* _Your objective_: Gather each line of the records where "broken" appears.
== Working data ==
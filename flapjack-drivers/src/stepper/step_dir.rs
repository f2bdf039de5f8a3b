//! Step/direction/enable stepper channel
//!
//! Works with any driver that takes a STEP pulse train, a DIR level and an
//! EN line (A4988, DRV8825, TMC2209 in standalone mode). Pulses are
//! generated by polling [`StepperAxis::update`]: a due step raises STEP and
//! the following call lowers it, so the pulse width is one poll period and
//! nothing ever busy-waits.

use embedded_hal::digital::OutputPin;
use flapjack_core::config::AxisConfig;
use flapjack_core::motion::{Direction, StepPlanner};
use flapjack_core::traits::{StepperAxis, StepperError};

use super::stall::StallInput;

/// One stepper channel driven through GPIO pins
pub struct StepDirAxis<STEP, DIR, EN, S> {
    step: STEP,
    dir: DIR,
    enable: EN,
    stall: S,
    planner: StepPlanner,
    /// DIR high means reverse
    invert_direction: bool,
    /// EN low energizes the driver
    enable_active_low: bool,
    enabled: bool,
    /// Direction currently on the DIR pin
    dir_level: Option<Direction>,
    /// STEP is high and must be lowered on the next poll
    step_high: bool,
    /// Time of the previous step of the current move
    last_step_us: Option<u64>,
    fault: Option<StepperError>,
}

impl<STEP, DIR, EN, S> StepDirAxis<STEP, DIR, EN, S>
where
    STEP: OutputPin,
    DIR: OutputPin,
    EN: OutputPin,
    S: StallInput,
{
    /// Create a channel with the driver de-energized
    ///
    /// # Arguments
    /// - `config`: speed, acceleration and direction polarity
    /// - `enable_active_low`: true for the common A4988/DRV8825 wiring
    pub fn new(
        step: STEP,
        dir: DIR,
        enable: EN,
        stall: S,
        config: &AxisConfig,
        enable_active_low: bool,
    ) -> Self {
        let mut axis = Self {
            step,
            dir,
            enable,
            stall,
            planner: StepPlanner::from_config(config),
            invert_direction: config.invert_direction,
            enable_active_low,
            enabled: true,
            dir_level: None,
            step_high: false,
            last_step_us: None,
            fault: None,
        };
        axis.write_step(false);
        axis.disable();
        axis
    }

    /// Get the planner (speed and ramp state)
    pub fn planner(&self) -> &StepPlanner {
        &self.planner
    }

    /// Get the step, direction and enable pins
    pub fn pins(&self) -> (&STEP, &DIR, &EN) {
        (&self.step, &self.dir, &self.enable)
    }

    fn latch(&mut self, fault: StepperError) {
        if self.fault.is_none() {
            #[cfg(feature = "defmt")]
            defmt::warn!("stepper fault latched: {}", fault);
            self.fault = Some(fault);
        }
        self.planner.stop();
    }

    fn write_step(&mut self, high: bool) -> bool {
        let result = if high {
            self.step.set_high()
        } else {
            self.step.set_low()
        };
        self.check_write(result)
    }

    fn write_enable(&mut self, energize: bool) -> bool {
        let result = if energize != self.enable_active_low {
            self.enable.set_high()
        } else {
            self.enable.set_low()
        };
        self.check_write(result)
    }

    fn write_dir(&mut self, direction: Direction) -> bool {
        let high = (direction == Direction::Reverse) != self.invert_direction;
        let result = if high {
            self.dir.set_high()
        } else {
            self.dir.set_low()
        };
        self.check_write(result)
    }

    fn check_write<E>(&mut self, result: Result<(), E>) -> bool {
        match result {
            Ok(()) => true,
            Err(_) => {
                self.latch(StepperError::CommunicationError);
                false
            }
        }
    }
}

impl<STEP, DIR, EN, S> StepperAxis for StepDirAxis<STEP, DIR, EN, S>
where
    STEP: OutputPin,
    DIR: OutputPin,
    EN: OutputPin,
    S: StallInput,
{
    fn move_to(&mut self, target: i32) -> Result<(), StepperError> {
        if let Some(fault) = self.fault {
            return Err(fault);
        }
        if !self.enabled {
            if !self.write_enable(true) {
                return Err(StepperError::CommunicationError);
            }
            self.enabled = true;
        }
        self.planner.set_target(target);
        Ok(())
    }

    fn stop(&mut self) {
        self.planner.stop();
        self.last_step_us = None;
    }

    fn disable(&mut self) {
        self.stop();
        if self.step_high && self.write_step(false) {
            self.step_high = false;
        }
        if self.write_enable(false) {
            self.enabled = false;
        }
    }

    fn is_enabled(&self) -> bool {
        self.enabled
    }

    fn position(&self) -> i32 {
        self.planner.position()
    }

    fn is_moving(&self) -> bool {
        self.planner.is_moving()
    }

    fn update(&mut self, now_us: u64) {
        // Finish the pulse started on the previous poll
        if self.step_high {
            if !self.write_step(false) {
                return;
            }
            self.step_high = false;
        }

        if !self.enabled || self.fault.is_some() {
            return;
        }

        let Some(direction) = self.planner.direction() else {
            self.last_step_us = None;
            return;
        };

        if let Some(fault) = self.stall.check() {
            self.latch(fault);
            return;
        }

        // Give DIR one poll of setup time before the next pulse
        if self.dir_level != Some(direction) {
            if self.write_dir(direction) {
                self.dir_level = Some(direction);
            }
            return;
        }

        let Some(interval_us) = self.planner.step_interval_us() else {
            return;
        };
        if let Some(last) = self.last_step_us {
            let since = now_us.wrapping_sub(last);
            if since < interval_us as u64 {
                return;
            }
            // A whole interval went by without the due step: the motor
            // has slowed or stopped and must ramp up again
            if since >= 2 * interval_us as u64 {
                self.planner.restart_ramp();
            }
        }

        if self.write_step(true) {
            self.step_high = true;
            self.planner.on_step();
            self.last_step_us = Some(now_us);
        }
    }

    fn fault(&self) -> Option<StepperError> {
        self.fault
    }

    fn clear_fault(&mut self) {
        self.fault = None;
    }
}
//! GPIO heater output
//!
//! Griddle relay or SSR switched by a GPIO pin.

use embedded_hal::digital::OutputPin;
use flapjack_core::traits::HeaterOutput;

/// GPIO heater output
///
/// Controls a heater via a GPIO pin. The pin can be configured as
/// active-high (default) or active-low. The reported state only changes
/// when a pin write succeeds, so a failed switch is visible to readiness
/// checks.
pub struct GpioHeater<P> {
    pin: P,
    /// If true, heater ON = pin LOW
    inverted: bool,
    /// State last applied to the pin (true = heater on)
    on: bool,
    /// Pin writes that returned an error
    write_errors: u32,
}

impl<P: OutputPin> GpioHeater<P> {
    /// Create a new GPIO heater output, switched off
    ///
    /// # Arguments
    /// - `pin`: The GPIO pin to control
    /// - `inverted`: If true, heater is ON when pin is LOW (for active-low relays)
    pub fn new(pin: P, inverted: bool) -> Self {
        let mut heater = Self {
            pin,
            inverted,
            on: false,
            write_errors: 0,
        };
        // Ensure heater starts off
        heater.set_on(false);
        heater
    }

    /// Create a new GPIO heater with active-high output
    pub fn new_active_high(pin: P) -> Self {
        Self::new(pin, false)
    }

    /// Create a new GPIO heater with active-low output
    pub fn new_active_low(pin: P) -> Self {
        Self::new(pin, true)
    }

    /// Pin writes that failed since creation
    pub fn write_errors(&self) -> u32 {
        self.write_errors
    }

    /// Get access to the pin
    pub fn pin(&self) -> &P {
        &self.pin
    }
}

impl<P: OutputPin> HeaterOutput for GpioHeater<P> {
    fn set_on(&mut self, on: bool) {
        // Normal: on=true, inverted=false → high
        // Inverted: on=true, inverted=true → low
        let result = if on != self.inverted {
            self.pin.set_high()
        } else {
            self.pin.set_low()
        };

        match result {
            Ok(()) => self.on = on,
            Err(_) => {
                self.write_errors = self.write_errors.saturating_add(1);
                #[cfg(feature = "defmt")]
                defmt::warn!("heater pin write failed (on={})", on);
            }
        }
    }

    fn is_on(&self) -> bool {
        self.on
    }
}

#[cfg(test)]
mod tests {
    use super::*;
    use embedded_hal::digital::{ErrorKind, ErrorType};

    /// Mock GPIO pin for testing
    struct MockPin {
        high: bool,
        broken: bool,
    }

    impl MockPin {
        fn new() -> Self {
            Self {
                high: false,
                broken: false,
            }
        }
    }

    impl ErrorType for MockPin {
        type Error = ErrorKind;
    }

    impl OutputPin for MockPin {
        fn set_high(&mut self) -> Result<(), Self::Error> {
            if self.broken {
                return Err(ErrorKind::Other);
            }
            self.high = true;
            Ok(())
        }

        fn set_low(&mut self) -> Result<(), Self::Error> {
            if self.broken {
                return Err(ErrorKind::Other);
            }
            self.high = false;
            Ok(())
        }
    }

    #[test]
    fn test_active_high_heater() {
        let mut heater = GpioHeater::new_active_high(MockPin::new());

        // Initially off
        assert!(!heater.is_on());
        assert!(!heater.pin().high);

        heater.set_on(true);
        assert!(heater.is_on());
        assert!(heater.pin().high);

        heater.set_on(false);
        assert!(!heater.is_on());
        assert!(!heater.pin().high);
    }

    #[test]
    fn test_active_low_heater() {
        let mut heater = GpioHeater::new_active_low(MockPin::new());

        // Initially off (pin is high for active-low)
        assert!(!heater.is_on());
        assert!(heater.pin().high);

        heater.set_on(true);
        assert!(heater.is_on());
        assert!(!heater.pin().high);
    }

    #[test]
    fn test_failed_write_keeps_state() {
        let mut pin = MockPin::new();
        pin.broken = true;
        let mut heater = GpioHeater::new_active_high(pin);
        assert_eq!(heater.write_errors(), 1);

        heater.set_on(true);
        assert_eq!(heater.write_errors(), 2);
        // The relay never switched, so it must not read back as on
        assert!(!heater.is_on());
    }
}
===
* _Written response_:
        broken: bool,
                broken: false,
            if self.broken {
            if self.broken {
        pin.broken = true;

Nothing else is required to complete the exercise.